Abstract

Previous studies of mice infected peripherally with 139A scrapie showed that scrapie agent initially replicates outside the CNS and that invasion of the CNS occurs several weeks later by neural spread of infection along visceral autonomic fibres to the mid-thoracic cord, and thence to brain. Direct intracerebral infection of brain bypasses the need for extraneural replication and gives shorter incubation periods than peripheral routes. However, it was also found that the duration of the scrapie replication phase in brain, before clinical disease develops, is actually shorter with peripheral routes than with the intracerebral route.

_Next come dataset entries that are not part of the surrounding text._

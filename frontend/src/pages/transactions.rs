use shared::{SortField, TransactionQuery, TransactionType};
use yew::prelude::*;

use crate::components::forms::TransactionFormView;
use crate::components::transactions::TransactionTable;
use crate::context::AppContext;
use crate::hooks::{use_categories, use_transaction_form, use_transactions};

#[function_component(TransactionsPage)]
pub fn transactions_page() -> Html {
    let ctx = use_context::<AppContext>().expect("AppContext not found");
    use_categories();

    let list = use_transactions(TransactionQuery {
        per_page: ctx.config.page_size,
        ..TransactionQuery::default()
    });
    let form = use_transaction_form(list.actions.refresh_transactions.clone());

    let query = &list.state.query;
    let pagination = &list.state.pagination;
    let type_filter = query.transaction_type;

    let on_prev = {
        let previous_page = list.actions.previous_page.clone();
        Callback::from(move |_: MouseEvent| previous_page.emit(()))
    };
    let on_next = {
        let next_page = list.actions.next_page.clone();
        Callback::from(move |_: MouseEvent| next_page.emit(()))
    };
    let on_toggle_order = {
        let toggle = list.actions.toggle_sort_order.clone();
        Callback::from(move |_: MouseEvent| toggle.emit(()))
    };

    let page_info = ctx.t_fmt(
        "transactions.page_info",
        &[
            ("page", &pagination.page.to_string()),
            ("pages", &pagination.pages.max(1).to_string()),
            ("total", &pagination.total.to_string()),
        ],
    );

    html! {
        <div class="transactions-page">
            <TransactionFormView
                form={form.state.form.clone()}
                submitting={form.state.submitting}
                on_type_change={form.actions.on_type_change.clone()}
                on_amount_change={form.actions.on_amount_change.clone()}
                on_category_change={form.actions.on_category_change.clone()}
                on_date_change={form.actions.on_date_change.clone()}
                on_description_change={form.actions.on_description_change.clone()}
                on_submit={form.actions.submit.clone()}
            />

            <section class="transactions-section">
                <h2>{ctx.t("transactions.title")}</h2>

                <div class="filters">
                    <select class="type-filter" onchange={list.actions.on_type_filter_change.clone()}>
                        <option value="" selected={type_filter.is_none()}>
                            {ctx.t("transactions.filter_all")}
                        </option>
                        {for TransactionType::ALL.iter().map(|kind| html! {
                            <option value={kind.as_str()} selected={type_filter == Some(*kind)}>
                                {ctx.t(kind.label_key())}
                            </option>
                        })}
                    </select>

                    <select class="sort-field" onchange={list.actions.on_sort_change.clone()}>
                        {for SortField::ALL.iter().map(|field| html! {
                            <option value={field.as_str()} selected={query.sort_by == *field}>
                                {ctx.t(field.label_key())}
                            </option>
                        })}
                    </select>

                    <button type="button" class="btn btn-secondary sort-order" onclick={on_toggle_order}>
                        {ctx.t(&format!("transactions.{}", query.sort_order.as_str()))}
                    </button>
                </div>

                <TransactionTable
                    transactions={list.state.transactions.clone()}
                    loading={list.state.loading}
                />

                <div class="pagination">
                    <button
                        type="button"
                        class="btn btn-secondary"
                        disabled={!pagination.has_prev}
                        onclick={on_prev}
                    >
                        {ctx.t("transactions.prev")}
                    </button>
                    <span class="page-info">{page_info}</span>
                    <button
                        type="button"
                        class="btn btn-secondary"
                        disabled={!pagination.has_next}
                        onclick={on_next}
                    >
                        {ctx.t("transactions.next")}
                    </button>
                </div>
            </section>
        </div>
    }
}
//! Canvas charts drawn with plotters, tracked per canvas id.

use plotters::coord::Shift;
use plotters::element::Pie;
use plotters::prelude::*;
use plotters::style::text_anchor::{HPos, Pos, VPos};
use plotters_canvas::CanvasBackend;
use shared::charts::{
    axis_label, parse_hex_color, ChartHandle, ChartRegistry, MonthlySeries, PieSlice, TrendSeries,
    EXPENSE_COLOR, INCOME_COLOR, NET_COLOR,
};
use shared::format;
use wasm_bindgen::JsCast;
use web_sys::{CanvasRenderingContext2d, HtmlCanvasElement};

use super::download;

type Area = DrawingArea<CanvasBackend, Shift>;

const FONT: &str = "sans-serif";
const MUTED: RGBColor = RGBColor(108, 117, 125);
const GRID: RGBColor = RGBColor(240, 240, 240);

fn draw_err<E: std::fmt::Display>(e: E) -> String {
    e.to_string()
}

fn color(hex: &str) -> RGBColor {
    parse_hex_color(hex)
        .map(|(r, g, b)| RGBColor(r, g, b))
        .unwrap_or(MUTED)
}

#[derive(Debug, Clone, Copy, PartialEq, Eq)]
pub enum ChartKind {
    Trend,
    CategoryDonut,
    MonthlyComparison,
    Balance,
}

/// Translated texts drawn inside charts
#[derive(Debug, Clone, PartialEq)]
pub struct ChartLabels {
    pub income: String,
    pub expense: String,
    pub net: String,
    pub no_data: String,
}

/// A chart currently drawn on a canvas
pub struct CanvasChart {
    canvas: HtmlCanvasElement,
    kind: ChartKind,
}

impl CanvasChart {
    pub fn kind(&self) -> ChartKind {
        self.kind
    }
}

impl ChartHandle for CanvasChart {
    fn destroy(&mut self) {
        let context = self
            .canvas
            .get_context("2d")
            .ok()
            .flatten()
            .and_then(|ctx| ctx.dyn_into::<CanvasRenderingContext2d>().ok());
        if let Some(context) = context {
            context.clear_rect(
                0.0,
                0.0,
                f64::from(self.canvas.width()),
                f64::from(self.canvas.height()),
            );
        }
    }
}

/// Owns every chart on the page; at most one per canvas id
#[derive(Default)]
pub struct ChartsManager {
    registry: ChartRegistry<CanvasChart>,
}

impl ChartsManager {
    pub fn new() -> Self {
        Self::default()
    }

    fn canvas(canvas_id: &str) -> Option<HtmlCanvasElement> {
        web_sys::window()?
            .document()?
            .get_element_by_id(canvas_id)?
            .dyn_into::<HtmlCanvasElement>()
            .ok()
    }

    /// Destroy whatever `canvas_id` shows, draw anew and register the result
    fn render<F>(&mut self, canvas_id: &str, kind: ChartKind, draw: F) -> Result<(), String>
    where
        F: FnOnce(&Area) -> Result<(), String>,
    {
        self.registry.destroy(canvas_id);

        let canvas =
            Self::canvas(canvas_id).ok_or_else(|| format!("canvas #{canvas_id} not found"))?;
        let backend = CanvasBackend::with_canvas_object(canvas.clone())
            .ok_or_else(|| format!("canvas #{canvas_id} has no 2d context"))?;
        let root = backend.into_drawing_area();
        root.fill(&WHITE).map_err(draw_err)?;
        draw(&root)?;
        root.present().map_err(draw_err)?;

        self.registry.register(canvas_id, CanvasChart { canvas, kind });
        tracing::debug!(canvas_id, ?kind, "chart drawn");
        Ok(())
    }

    /// Income and expense lines over time
    pub fn create_trend_chart(
        &mut self,
        canvas_id: &str,
        series: &TrendSeries,
        labels: &ChartLabels,
    ) -> Result<(), String> {
        self.render(canvas_id, ChartKind::Trend, |root| draw_trend(root, series, labels))
    }

    /// Donut of the category breakdown
    pub fn create_category_chart(
        &mut self,
        canvas_id: &str,
        slices: &[PieSlice],
        labels: &ChartLabels,
    ) -> Result<(), String> {
        self.render(canvas_id, ChartKind::CategoryDonut, |root| {
            let texts: Vec<String> = slices.iter().map(PieSlice::legend_label).collect();
            draw_pie(root, slices, &texts, true, &labels.no_data)
        })
    }

    /// Income and expense bars per month with the net as a line
    pub fn create_monthly_comparison_chart(
        &mut self,
        canvas_id: &str,
        series: &MonthlySeries,
        labels: &ChartLabels,
    ) -> Result<(), String> {
        self.render(canvas_id, ChartKind::MonthlyComparison, |root| {
            draw_monthly(root, series, labels)
        })
    }

    /// Income against expense
    pub fn create_balance_chart(
        &mut self,
        canvas_id: &str,
        slices: &[PieSlice],
        labels: &ChartLabels,
    ) -> Result<(), String> {
        self.render(canvas_id, ChartKind::Balance, |root| {
            let texts: Vec<String> = slices.iter().map(PieSlice::tooltip_label).collect();
            draw_pie(root, slices, &texts, false, &labels.no_data)
        })
    }

    pub fn destroy(&mut self, canvas_id: &str) -> bool {
        self.registry.destroy(canvas_id)
    }

    pub fn destroy_all(&mut self) {
        self.registry.destroy_all();
    }

    pub fn contains(&self, canvas_id: &str) -> bool {
        self.registry.contains(canvas_id)
    }

    pub fn kind_of(&self, canvas_id: &str) -> Option<ChartKind> {
        self.registry.get(canvas_id).map(CanvasChart::kind)
    }

    pub fn len(&self) -> usize {
        self.registry.len()
    }

    pub fn is_empty(&self) -> bool {
        self.registry.is_empty()
    }

    /// Download the canvas as a PNG image
    pub fn export_chart(&self, canvas_id: &str, filename: &str) -> Result<(), String> {
        let canvas = self
            .registry
            .get(canvas_id)
            .map(|chart| chart.canvas.clone())
            .ok_or_else(|| format!("no chart on #{canvas_id}"))?;
        let data_url = canvas
            .to_data_url_with_type("image/png")
            .map_err(|_| format!("canvas #{canvas_id} could not be encoded"))?;
        download::download_data_url(&data_url, filename)
    }
}

fn draw_no_data(root: &Area, text: &str) -> Result<(), String> {
    let (width, height) = root.dim_in_pixel();
    let style = TextStyle::from((FONT, 16).into_font())
        .color(&MUTED)
        .pos(Pos::new(HPos::Center, VPos::Center));
    root.draw(&Text::new(
        text.to_string(),
        ((width / 2) as i32, (height / 2) as i32),
        style,
    ))
    .map_err(draw_err)
}

fn draw_trend(root: &Area, series: &TrendSeries, labels: &ChartLabels) -> Result<(), String> {
    if series.is_empty() {
        return draw_no_data(root, &labels.no_data);
    }

    let x_max = series.labels.len().saturating_sub(1).max(1) as f64;
    let y_max = (series.max_value() * 1.1).max(1.0);

    let mut chart = ChartBuilder::on(root)
        .margin(15)
        .x_label_area_size(40)
        .y_label_area_size(80)
        .build_cartesian_2d(0f64..x_max, 0f64..y_max)
        .map_err(draw_err)?;

    chart
        .configure_mesh()
        .x_labels(series.labels.len().min(8))
        .y_labels(6)
        .x_label_formatter(&|x| axis_label(&series.labels, *x))
        .y_label_formatter(&|y| format::currency(*y))
        .label_style((FONT, 12, &MUTED))
        .bold_line_style(&GRID)
        .light_line_style(&WHITE)
        .draw()
        .map_err(draw_err)?;

    let lines = [
        (&series.income, color(INCOME_COLOR), &labels.income),
        (&series.expense, color(EXPENSE_COLOR), &labels.expense),
    ];
    for (values, line_color, name) in lines {
        chart
            .draw_series(
                AreaSeries::new(
                    values.iter().enumerate().map(|(i, v)| (i as f64, *v)),
                    0.0,
                    &line_color.mix(0.12),
                )
                .border_style(line_color.stroke_width(2)),
            )
            .map_err(draw_err)?
            .label(name.as_str())
            .legend(move |(x, y)| {
                PathElement::new(vec![(x, y), (x + 20, y)], line_color.stroke_width(2))
            });
    }

    chart
        .configure_series_labels()
        .position(SeriesLabelPosition::UpperLeft)
        .background_style(&WHITE.mix(0.8))
        .border_style(&BLACK.mix(0.2))
        .label_font((FONT, 12))
        .draw()
        .map_err(draw_err)
}

fn draw_monthly(root: &Area, series: &MonthlySeries, labels: &ChartLabels) -> Result<(), String> {
    if series.is_empty() {
        return draw_no_data(root, &labels.no_data);
    }

    let count = series.labels.len();
    let (low, high) = series.value_range();
    let padding = ((high - low) * 0.1).max(1.0);
    let y_low = if low < 0.0 { low - padding } else { 0.0 };

    let mut chart = ChartBuilder::on(root)
        .margin(15)
        .x_label_area_size(40)
        .y_label_area_size(80)
        .build_cartesian_2d(-0.5f64..(count as f64 - 0.5), y_low..(high + padding))
        .map_err(draw_err)?;

    chart
        .configure_mesh()
        .x_labels(count)
        .y_labels(6)
        .x_label_formatter(&|x| axis_label(&series.labels, *x))
        .y_label_formatter(&|y| format::currency(*y))
        .label_style((FONT, 12, &MUTED))
        .bold_line_style(&GRID)
        .light_line_style(&WHITE)
        .draw()
        .map_err(draw_err)?;

    let income_color = color(INCOME_COLOR);
    let expense_color = color(EXPENSE_COLOR);
    let net_color = color(NET_COLOR);

    chart
        .draw_series(series.income.iter().enumerate().map(|(i, v)| {
            let x = i as f64;
            Rectangle::new([(x - 0.4, 0.0), (x, *v)], income_color.mix(0.8).filled())
        }))
        .map_err(draw_err)?
        .label(labels.income.as_str())
        .legend(move |(x, y)| Rectangle::new([(x, y - 5), (x + 15, y + 5)], income_color.filled()));

    chart
        .draw_series(series.expense.iter().enumerate().map(|(i, v)| {
            let x = i as f64;
            Rectangle::new([(x, 0.0), (x + 0.4, *v)], expense_color.mix(0.8).filled())
        }))
        .map_err(draw_err)?
        .label(labels.expense.as_str())
        .legend(move |(x, y)| Rectangle::new([(x, y - 5), (x + 15, y + 5)], expense_color.filled()));

    chart
        .draw_series(LineSeries::new(
            series.net.iter().enumerate().map(|(i, v)| (i as f64, *v)),
            net_color.stroke_width(3),
        ))
        .map_err(draw_err)?
        .label(labels.net.as_str())
        .legend(move |(x, y)| PathElement::new(vec![(x, y), (x + 20, y)], net_color.stroke_width(3)));

    chart
        .draw_series(
            series
                .net
                .iter()
                .enumerate()
                .map(|(i, v)| Circle::new((i as f64, *v), 4, net_color.filled())),
        )
        .map_err(draw_err)?;

    chart
        .configure_series_labels()
        .position(SeriesLabelPosition::UpperLeft)
        .background_style(&WHITE.mix(0.8))
        .border_style(&BLACK.mix(0.2))
        .label_font((FONT, 12))
        .draw()
        .map_err(draw_err)
}

fn draw_pie(
    root: &Area,
    slices: &[PieSlice],
    texts: &[String],
    donut: bool,
    no_data: &str,
) -> Result<(), String> {
    let sizes: Vec<f64> = slices.iter().map(|slice| slice.value).collect();
    if sizes.iter().sum::<f64>() <= 0.0 {
        return draw_no_data(root, no_data);
    }
    let colors: Vec<RGBColor> = slices.iter().map(|slice| color(&slice.color)).collect();

    let (width, height) = root.dim_in_pixel();
    let center = ((width / 2) as i32, (height / 2) as i32);
    let radius = f64::from(width.min(height)) * 0.32;

    let mut pie = Pie::new(&center, &radius, &sizes, &colors, texts);
    pie.start_angle(-90.0);
    pie.label_style((FONT, 13).into_font().color(&BLACK));
    pie.label_offset(22.0);
    if donut {
        pie.donut_hole(radius * 0.55);
    }
    root.draw(&pie).map_err(draw_err)
}

#[cfg(test)]
mod wasm_tests {
    use super::*;
    use shared::analytics::TrendPoint;
    use shared::charts::TRENDS_CANVAS;
    use wasm_bindgen_test::*;

    wasm_bindgen_test_configure!(run_in_browser);

    fn labels() -> ChartLabels {
        ChartLabels {
            income: "Income".to_string(),
            expense: "Expense".to_string(),
            net: "Net".to_string(),
            no_data: "No data".to_string(),
        }
    }

    fn mount_canvas(id: &str) {
        let document = web_sys::window().unwrap().document().unwrap();
        if document.get_element_by_id(id).is_some() {
            return;
        }
        let canvas = document.create_element("canvas").unwrap();
        canvas.set_id(id);
        canvas.set_attribute("width", "400").unwrap();
        canvas.set_attribute("height", "300").unwrap();
        document.body().unwrap().append_child(&canvas).unwrap();
    }

    #[wasm_bindgen_test]
    fn test_redrawing_keeps_one_chart_per_canvas() {
        mount_canvas(TRENDS_CANVAS);
        let series = TrendSeries::align(
            &[TrendPoint { date: "2025-06-01".into(), amount: 10.0 }],
            &[TrendPoint { date: "2025-06-02".into(), amount: 4.0 }],
        );
        let mut manager = ChartsManager::new();
        manager.create_trend_chart(TRENDS_CANVAS, &series, &labels()).unwrap();
        manager.create_trend_chart(TRENDS_CANVAS, &series, &labels()).unwrap();
        assert_eq!(manager.len(), 1);
        assert_eq!(manager.kind_of(TRENDS_CANVAS), Some(ChartKind::Trend));

        manager.destroy_all();
        assert!(manager.is_empty());
    }

    #[wasm_bindgen_test]
    fn test_missing_canvas_is_an_error() {
        let mut manager = ChartsManager::new();
        let result = manager.create_balance_chart("no-such-canvas", &[], &labels());
        assert!(result.is_err());
        assert!(!manager.contains("no-such-canvas"));
    }

    #[wasm_bindgen_test]
    fn test_all_zero_pie_draws_placeholder() {
        mount_canvas("zero-pie");
        let slices = vec![PieSlice {
            label: "Income".into(),
            value: 0.0,
            color: INCOME_COLOR.into(),
            percentage: 0.0,
        }];
        let mut manager = ChartsManager::new();
        manager.create_balance_chart("zero-pie", &slices, &labels()).unwrap();
        assert!(manager.contains("zero-pie"));
    }
}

We have now investigated this surprising observation using the intraspinal route to reproduce just the neural phase of scrapie pathogenesis seen after peripheral infection. In studies of three strains of scrapie (263K, 139A and ME7) in either hamsters or mice, we have fulfilled the prediction that incubation periods should be shorter after intraspinal infection than after intracerebral infection. Detailed studies of 139A scrapie showed that the shorter incubation period by the intraspinal route could be accounted for by the shorter duration of the scrapie replication phase in brain before clinical disease developed. As a consequence, the severity of the vacuolar lesions in brain at the clinical stage of all three scrapie models was less after intraspinal infection than after intracerebral infection but the severities of vacuolation after intraspinal and intraperitoneal infection were remarkably similar. We speculate that (a) the site of injection (or of invasion) of the central nervous system determines which neural pathways become accessible for the spread of scrapie infection, and that (b) the duration of the neural phase of scrapie pathogenesis is related to the complexity of the pathways between the site of invasion and the clinical target areas in which, it is suggested, scrapie must replicate for disease to develop.